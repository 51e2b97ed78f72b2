//! Property-Based Test Generators
//!
//! Proptest strategies for quote requests that pass validation on the fixed
//! quoting day.

use proptest::prelude::*;

use domain_rating::{
    CarOwnership, CoverageLevel, DrivingFrequency, HomeOwnership, MaritalStatus, QuoteRequest,
    VehicleCategory, VehicleValue,
};

use crate::fixtures::QUOTE_YEAR;

/// Picks any option from an enum's full option list
fn option_strategy<T: Copy + std::fmt::Debug + 'static>(all: &'static [T]) -> impl Strategy<Value = T> {
    proptest::sample::select(all)
}

pub fn vehicle_category_strategy() -> impl Strategy<Value = VehicleCategory> {
    option_strategy(VehicleCategory::ALL)
}

pub fn coverage_level_strategy() -> impl Strategy<Value = CoverageLevel> {
    option_strategy(CoverageLevel::ALL)
}

pub fn marital_status_strategy() -> impl Strategy<Value = MaritalStatus> {
    option_strategy(MaritalStatus::ALL)
}

pub fn home_ownership_strategy() -> impl Strategy<Value = HomeOwnership> {
    option_strategy(HomeOwnership::ALL)
}

pub fn car_ownership_strategy() -> impl Strategy<Value = CarOwnership> {
    option_strategy(CarOwnership::ALL)
}

pub fn vehicle_value_strategy() -> impl Strategy<Value = VehicleValue> {
    option_strategy(VehicleValue::ALL)
}

pub fn driving_frequency_strategy() -> impl Strategy<Value = DrivingFrequency> {
    option_strategy(DrivingFrequency::ALL)
}

/// Strategy for five-digit ZIP codes, leading zeros included
pub fn zip_code_strategy() -> impl Strategy<Value = String> {
    (0u32..100_000u32).prop_map(|n| format!("{:05}", n))
}

/// Strategy for insurable driver ages (16 to 120)
pub fn driver_age_strategy() -> impl Strategy<Value = u32> {
    16u32..=120u32
}

/// Strategy for accepted model years on the quoting day
pub fn vehicle_year_strategy() -> impl Strategy<Value = i32> {
    (QUOTE_YEAR - 20)..=(QUOTE_YEAR + 1)
}

/// Strategy for requests that pass validation on the quoting day
pub fn quote_request_strategy() -> impl Strategy<Value = QuoteRequest> {
    (
        (
            vehicle_category_strategy(),
            vehicle_year_strategy(),
            coverage_level_strategy(),
            marital_status_strategy(),
            driver_age_strategy(),
        ),
        (
            home_ownership_strategy(),
            car_ownership_strategy(),
            vehicle_value_strategy(),
            driving_frequency_strategy(),
            zip_code_strategy(),
        ),
    )
        .prop_map(
            |(
                (vehicle_category, vehicle_year, coverage_level, marital_status, age),
                (home_ownership, car_ownership, vehicle_value, driving_frequency, zip_code),
            )| QuoteRequest {
                vehicle_category,
                vehicle_year,
                coverage_level,
                marital_status,
                age,
                home_ownership,
                car_ownership,
                vehicle_value,
                driving_frequency,
                zip_code,
            },
        )
}
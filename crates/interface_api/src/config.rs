//! API configuration

use std::path::PathBuf;

use serde::Deserialize;

/// API configuration
///
/// Every field can be overridden by an `API_`-prefixed environment
/// variable, e.g. `API_PORT=9000` or `API_STORE_PATH=/var/lib/quotes.json`.
#[derive(Debug, Clone, Deserialize)]
#[serde(default)]
pub struct ApiConfig {
    /// Server host
    pub host: String,
    /// Server port
    pub port: u16,
    /// Location of the quote record snapshot
    pub store_path: PathBuf,
    /// Whether a fresh store starts with the mock records
    pub seed_store: bool,
    /// Log level
    pub log_level: String,
}

impl Default for ApiConfig {
    fn default() -> Self {
        Self {
            host: "0.0.0.0".to_string(),
            port: 8000,
            store_path: PathBuf::from("data/quotes.json"),
            seed_store: true,
            log_level: "info".to_string(),
        }
    }
}

impl ApiConfig {
    /// Loads configuration from environment, falling back to defaults
    pub fn from_env() -> Result<Self, config::ConfigError> {
        config::Config::builder()
            .add_source(config::Environment::with_prefix("API"))
            .build()?
            .try_deserialize()
    }

    /// Returns the server address
    pub fn server_addr(&self) -> String {
        format!("{}:{}", self.host, self.port)
    }
}
//! Rating DTOs

use chrono::{DateTime, Utc};
use serde::{Deserialize, Serialize};
use validator::Validate;

use domain_rating::{Quote, RawQuoteRequest};
use domain_records::{QuoteRecord, QuoteRecordPatch};

/// Body of `POST /calculate-quote`
///
/// The quote fields sit at the top level. Contact details are optional and
/// only stored when `save_record` is set.
#[derive(Debug, Clone, Deserialize, Validate)]
pub struct CalculateQuoteRequest {
    #[serde(flatten)]
    pub quote: RawQuoteRequest,
    #[validate(length(min = 1, max = 100))]
    pub customer: Option<String>,
    #[validate(email)]
    pub email: Option<String>,
    #[validate(length(min = 7, max = 30))]
    pub phone: Option<String>,
    #[serde(default)]
    pub save_record: bool,
}

impl CalculateQuoteRequest {
    /// The contact fields as a record patch
    pub fn contact_patch(&self) -> QuoteRecordPatch {
        let mut patch = QuoteRecordPatch::new();
        patch.customer = self.customer.clone();
        patch.email = self.email.clone();
        patch.phone = self.phone.clone();
        patch
    }
}

/// Response of `POST /calculate-quote`
#[derive(Debug, Clone, Serialize, Deserialize)]
pub struct CalculateQuoteResponse {
    #[serde(flatten)]
    pub quote: Quote,
    /// Present when the quote was saved as a back-office record
    #[serde(default, skip_serializing_if = "Option::is_none")]
    pub record: Option<QuoteRecord>,
    /// Non-fatal notes raised while validating the request
    #[serde(default, skip_serializing_if = "Vec::is_empty")]
    pub warnings: Vec<String>,
}

#[derive(Debug, Clone, Deserialize)]
pub struct CoverageExplanationQuery {
    pub coverage_level: Option<String>,
}

/// Service status
#[derive(Debug, Clone, Serialize, Deserialize)]
pub struct HealthResponse {
    pub status: String,
    pub service: String,
    pub version: String,
    pub timestamp: DateTime<Utc>,
}
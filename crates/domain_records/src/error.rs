//! Record domain errors

use thiserror::Error;

use core_kernel::PortError;

/// Errors that can occur in the back-office record domain
#[derive(Debug, Error)]
pub enum RecordError {
    /// No record has the given id
    #[error("Quote record not found: {0}")]
    NotFound(String),

    /// The record store failed
    #[error("Record storage failed: {0}")]
    Storage(String),
}

impl RecordError {
    /// Creates a NotFound error from any id type
    pub fn not_found(id: impl std::fmt::Display) -> Self {
        RecordError::NotFound(id.to_string())
    }

    /// Returns true if no record has the requested id
    pub fn is_not_found(&self) -> bool {
        matches!(self, RecordError::NotFound(_))
    }
}

impl From<PortError> for RecordError {
    fn from(error: PortError) -> Self {
        match error {
            PortError::NotFound { id, .. } => RecordError::NotFound(id),
            other => RecordError::Storage(other.to_string()),
        }
    }
}
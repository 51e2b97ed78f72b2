//! Store error types
//!
//! Errors raised while reading or writing the quote record snapshot. I/O
//! failures are fatal to the operation that hit them; nothing is retried.

use std::path::{Path, PathBuf};

use thiserror::Error;

use core_kernel::PortError;

/// Errors that can occur during store operations
#[derive(Debug, Error)]
pub enum StoreError {
    /// The snapshot file could not be read, written or renamed
    #[error("I/O error on {path}: {source}")]
    Io {
        path: PathBuf,
        #[source]
        source: std::io::Error,
    },

    /// The snapshot file is not a valid JSON array of records
    #[error("Serialization error: {0}")]
    Serialization(#[from] serde_json::Error),

    /// Entity not found in the store
    #[error("{entity} with id '{id}' not found")]
    NotFound {
        entity: &'static str,
        id: String,
    },
}

impl StoreError {
    /// Creates an I/O error tagged with the path it concerns
    pub fn io(path: &Path, source: std::io::Error) -> Self {
        StoreError::Io {
            path: path.to_path_buf(),
            source,
        }
    }

    /// Creates a not found error for a specific entity type and identifier
    ///
    /// # Example
    ///
    /// ```rust
    /// use infra_store::StoreError;
    ///
    /// let error = StoreError::not_found("QuoteRecord", "Q1001");
    /// assert!(error.to_string().contains("Q1001"));
    /// ```
    pub fn not_found(entity: &'static str, id: impl std::fmt::Display) -> Self {
        StoreError::NotFound {
            entity,
            id: id.to_string(),
        }
    }

    /// Checks if this error indicates a record was not found
    pub fn is_not_found(&self) -> bool {
        matches!(self, StoreError::NotFound { .. })
    }
}

/// Translates store errors into the port error every adapter returns
impl From<StoreError> for PortError {
    fn from(error: StoreError) -> Self {
        match error {
            StoreError::NotFound { entity, id } => PortError::not_found(entity, id),
            other => {
                let message = match &other {
                    StoreError::Io { path, .. } => {
                        format!("Failed to access quote store at {}", path.display())
                    }
                    _ => "Quote store is corrupt".to_string(),
                };
                PortError::storage(message, other)
            }
        }
    }
}
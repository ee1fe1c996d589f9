use std::time::Duration;

use async_trait::async_trait;
use reqwest::Client;
use serde::Deserialize;

use crate::{
    error::{AlertError, Result},
    models::{PriceMap, PriceSample},
};

#[async_trait]
pub trait PriceFetcher: Send + Sync {
    /// Latest sample for one item. `Ok(None)` means the API has no data for it.
    async fn fetch_price(&self, item_id: u32) -> Result<Option<PriceSample>>;

    /// Latest samples for every item, for batch refreshes. Implementations
    /// without a batch endpoint return an empty map, which makes the monitor
    /// fall back to per-item requests.
    async fn fetch_all(&self) -> Result<PriceMap> {
        Ok(PriceMap::new())
    }
}

/// Client for the game's real-time prices API (`/latest`).
#[derive(Clone)]
pub struct WikiPricesClient {
    http: Client,
    base_url: String,
}

impl WikiPricesClient {
    /// The API rejects requests without a descriptive User-Agent.
    pub fn new(base_url: &str, user_agent: &str, timeout: Duration) -> Result<Self> {
        let http = Client::builder()
            .user_agent(user_agent)
            .timeout(timeout)
            .build()?;

        Ok(Self {
            http,
            base_url: base_url.trim_end_matches('/').to_string(),
        })
    }

    async fn latest(&self, query: &[(&str, String)]) -> Result<LatestResponse> {
        let url = format!("{}/latest", self.base_url);
        let res = self.http.get(url).query(query).send().await?;

        if !res.status().is_success() {
            let status = res.status().as_u16();
            let body = res.text().await.unwrap_or_default();
            return Err(AlertError::PriceApi { status, body });
        }

        Ok(res.json::<LatestResponse>().await?)
    }
}

#[async_trait]
impl PriceFetcher for WikiPricesClient {
    async fn fetch_price(&self, item_id: u32) -> Result<Option<PriceSample>> {
        let mut latest = self.latest(&[("id", item_id.to_string())]).await?;
        Ok(latest.data.remove(&item_id))
    }

    async fn fetch_all(&self) -> Result<PriceMap> {
        Ok(self.latest(&[]).await?.data)
    }
}

#[derive(Debug, Deserialize)]
struct LatestResponse {
    #[serde(default)]
    data: PriceMap,
}
use std::sync::Arc;

use chrono::Utc;
use serde_json::json;
use uuid::Uuid;

use crate::{
    error::Result,
    models::{alert::validate_target_price, Alert, AlertDraft, AlertStatus, AlertUpdate},
    services::{
        notifications::{AnalyticsSink, EVENT_REMOVE_ALERT, EVENT_UPDATE_ALERT},
        storage::{PersistentStore, ALERTS_STORAGE_KEY},
    },
};

pub fn serialize_alerts(alerts: &[Alert]) -> Result<String> {
    Ok(serde_json::to_string(alerts)?)
}

pub fn deserialize_alerts(raw: &str) -> Result<Vec<Alert>> {
    Ok(serde_json::from_str(raw)?)
}

/// Canonical in-memory alert collection, mirrored wholesale into the
/// persistent store after every mutation while storage consent holds.
pub struct AlertStore {
    alerts: Vec<Alert>,
    consent: bool,
    storage: Arc<dyn PersistentStore>,
    analytics: Option<Arc<dyn AnalyticsSink>>,
}

impl AlertStore {
    pub fn new(
        storage: Arc<dyn PersistentStore>,
        analytics: Option<Arc<dyn AnalyticsSink>>,
    ) -> Self {
        Self {
            alerts: Vec::new(),
            consent: false,
            storage,
            analytics,
        }
    }

    /// Seeds the collection from storage when consent is granted. Missing or
    /// unreadable data leaves the collection empty.
    pub fn initialize(&mut self, consent: bool) {
        self.consent = consent;
        self.alerts = if consent { self.load() } else { Vec::new() };
    }

    fn load(&self) -> Vec<Alert> {
        let Some(raw) = self.storage.get(ALERTS_STORAGE_KEY) else {
            return Vec::new();
        };

        match deserialize_alerts(&raw) {
            Ok(alerts) => {
                tracing::info!("loaded {} stored price alerts", alerts.len());
                alerts
            }
            Err(e) => {
                tracing::warn!("failed to parse stored price alerts, starting empty: {}", e);
                Vec::new()
            }
        }
    }

    pub fn consent_granted(&self) -> bool {
        self.consent
    }

    /// Revoking clears memory but leaves whatever was already stored.
    /// Granting adopts stored alerts if nothing was created meanwhile,
    /// otherwise the current collection is written out.
    pub fn set_consent(&mut self, granted: bool) {
        if granted == self.consent {
            return;
        }

        self.consent = granted;
        if !granted {
            self.alerts.clear();
            return;
        }

        if self.alerts.is_empty() {
            self.alerts = self.load();
        } else {
            self.persist();
        }
    }

    pub fn alerts(&self) -> &[Alert] {
        &self.alerts
    }

    pub fn get(&self, id: &str) -> Option<&Alert> {
        self.alerts.iter().find(|a| a.id == id)
    }

    pub fn has_active(&self) -> bool {
        self.alerts.iter().any(Alert::is_active)
    }

    /// Point-in-time copy of the active alerts, optionally restricted to `ids`.
    pub fn active_snapshot(&self, ids: Option<&[String]>) -> Vec<Alert> {
        self.alerts
            .iter()
            .filter(|a| a.is_active())
            .filter(|a| ids.is_none_or(|ids| ids.iter().any(|id| *id == a.id)))
            .cloned()
            .collect()
    }

    pub fn add(&mut self, draft: AlertDraft) -> Result<Alert> {
        draft.validate()?;

        let alert = Alert {
            id: Uuid::new_v4().to_string(),
            item_id: draft.item_id,
            item_name: draft.item_name,
            item_icon: draft.item_icon,
            target_price: draft.target_price,
            condition: draft.condition,
            created_at: Utc::now().timestamp_millis(),
            status: AlertStatus::Active,
        };

        self.alerts.push(alert.clone());
        self.persist();

        Ok(alert)
    }

    /// Returns whether an alert was removed.
    pub fn remove(&mut self, id: &str) -> bool {
        let Some(pos) = self.alerts.iter().position(|a| a.id == id) else {
            return false;
        };

        let alert = &self.alerts[pos];
        self.track(
            EVENT_REMOVE_ALERT,
            json!({ "item_id": alert.item_id, "item_name": alert.item_name }),
        );

        self.alerts.remove(pos);
        self.persist();
        true
    }

    /// Applies the patch to an active alert. Missing or triggered alerts are
    /// left alone and `Ok(false)` is returned.
    pub fn update(&mut self, id: &str, patch: AlertUpdate) -> Result<bool> {
        validate_target_price(patch.target_price)?;

        let Some(pos) = self.alerts.iter().position(|a| a.id == id && a.is_active()) else {
            return Ok(false);
        };

        let alert = &self.alerts[pos];
        self.track(
            EVENT_UPDATE_ALERT,
            json!({
                "item_id": alert.item_id,
                "item_name": alert.item_name,
                "target_price": patch.target_price,
                "condition": patch.condition,
            }),
        );

        let alert = &mut self.alerts[pos];
        alert.target_price = patch.target_price;
        alert.condition = patch.condition;
        self.persist();

        Ok(true)
    }

    /// Moves an active alert to triggered and returns the updated record.
    /// `None` when the alert is gone or has already fired.
    pub fn mark_triggered(&mut self, id: &str, price_at_trigger: f64, triggered_at: i64) -> Option<Alert> {
        let alert = self.alerts.iter_mut().find(|a| a.id == id && a.is_active())?;

        alert.status = AlertStatus::Triggered {
            price_at_trigger,
            triggered_at,
        };
        let updated = alert.clone();
        self.persist();

        Some(updated)
    }

    pub fn clear_all(&mut self) {
        self.alerts.clear();
        self.persist();
    }

    fn track(&self, event: &str, params: serde_json::Value) {
        if !self.consent {
            return;
        }
        if let Some(analytics) = &self.analytics {
            analytics.track(event, params);
        }
    }

    fn persist(&self) {
        if !self.consent {
            return;
        }

        let res = serialize_alerts(&self.alerts)
            .and_then(|raw| self.storage.set(ALERTS_STORAGE_KEY, &raw));

        if let Err(e) = res {
            tracing::error!("failed to persist price alerts: {}", e);
        }
    }
}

+-------+

_What you need to do_
Whenever a line of the listing contains the word "http", it counts; say the total only.

_Exercise answer_
4